IAN COLLINS A congregation of artists has again gathered for a seasonal celebration in a hallowed setting on the North Norfolk coast.

IAN COLLINS

Churches were our original art galleries and now, for a fifth summer, the great beacon at Salthouse is being lit up by the glories (and the mysteries) of contemporary creation.

Salthouse 05 shows a return to form as 60 Norfolk-linked artists - twice last year's assembly - focus on the sublime setting and its devout and devastating history.

First impressions are promising, as the churchyard is festively edged with 45 environmental prayer flags - grouped with the words Water, Marsh, Flint, Heath and Air - by Aldborough's Heather Tamplin.

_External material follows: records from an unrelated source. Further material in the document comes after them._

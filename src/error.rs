//! Error type shared by the table, its configuration and the experiment driver.

use thiserror::Error;

/// Failure modes of the set. Only construction and growth can fail.
#[derive(Error, Debug, Clone, PartialEq)]
pub enum TableError {
    /// Threshold outside `(0, 1)`, or an unknown hash strategy name.
    #[error("Invalid configuration: {message}")]
    InvalidConfiguration {
        /// What was wrong with the supplied configuration
        message: String,
    },

    /// The doubled slot array could not be allocated. The table is unchanged.
    #[error("Out of memory: could not allocate {requested_slots} slots")]
    OutOfMemory {
        /// Slot count of the array that failed to allocate
        requested_slots: usize,
    },
}

impl TableError {
    pub(crate) fn invalid_config(message: impl Into<String>) -> Self {
        TableError::InvalidConfiguration {
            message: message.into(),
        }
    }
}

/// Result alias used throughout the crate.
pub type Result<T> = std::result::Result<T, TableError>;

#[cfg(test)]
mod tests {
    use super::*;

    #[test]
    fn messages_name_the_problem() {
        let e = TableError::invalid_config("threshold 1.5 is outside (0, 1)");
        assert_eq!(
            e.to_string(),
            "Invalid configuration: threshold 1.5 is outside (0, 1)"
        );

        let e = TableError::OutOfMemory {
            requested_slots: 1 << 40,
        };
        assert!(e.to_string().contains("1099511627776 slots"));
    }
}
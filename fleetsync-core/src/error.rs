//! Error types for fleetsync-core.

use std::path::PathBuf;

use thiserror::Error;

/// All errors that can arise while building or loading a registry.
#[derive(Debug, Error)]
pub enum RegistryError {
    /// Underlying I/O failure while reading a registry file.
    #[error("I/O error at {path}: {source}")]
    Io {
        path: PathBuf,
        #[source]
        source: std::io::Error,
    },

    /// YAML parse error on load, with the offending file path.
    #[error("failed to parse registry at {path}: {source}")]
    Parse {
        path: PathBuf,
        #[source]
        source: serde_yaml::Error,
    },

    /// The registry file did not exist at the given path.
    #[error("registry not found at {path}")]
    NotFound { path: PathBuf },

    /// Two entries share a name.
    #[error("duplicate repository name '{name}' in registry")]
    DuplicateName { name: String },

    /// An entry has an empty name.
    #[error("repository entry for {path} has an empty name")]
    EmptyName { path: PathBuf },

    /// A `--only` filter named a repository the registry does not contain.
    #[error("unknown repository '{name}'; known: {known}")]
    UnknownRepo { name: String, known: String },
}

/// All errors that can arise while loading `config.yaml`.
#[derive(Debug, Error)]
pub enum ConfigError {
    #[error("I/O error at {path}: {source}")]
    Io {
        path: PathBuf,
        #[source]
        source: std::io::Error,
    },

    #[error("failed to parse config at {path}: {source}")]
    Parse {
        path: PathBuf,
        #[source]
        source: serde_yaml::Error,
    },

    #[error("invalid config value for '{field}': {reason}")]
    Invalid { field: &'static str, reason: String },
}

In one corner, Nick Ball of Salhouse has sited a set of steel and plastic organ pipes which sound in the breeze (and possibly boom like ships' foghorns in the gales that often blow in these exposed parts).

Elongated people-shaped “shadows” in fluorescent yellow material stretch through the grass like zapped giants, thanks to Harpley's Martin Baldock and Patricia Stewart.

And over in an overgrown and ruined chapel, the grape floor laid by artist and ornithologist Linda Theophilus, in memory of medieval Mass and holy Communion, is being steadily eaten by blackbirds.

In the porch, Karen Whiterod of Norwich has suspended a mobile made from shreds of plastic bottles which curve and contort like netted sealife.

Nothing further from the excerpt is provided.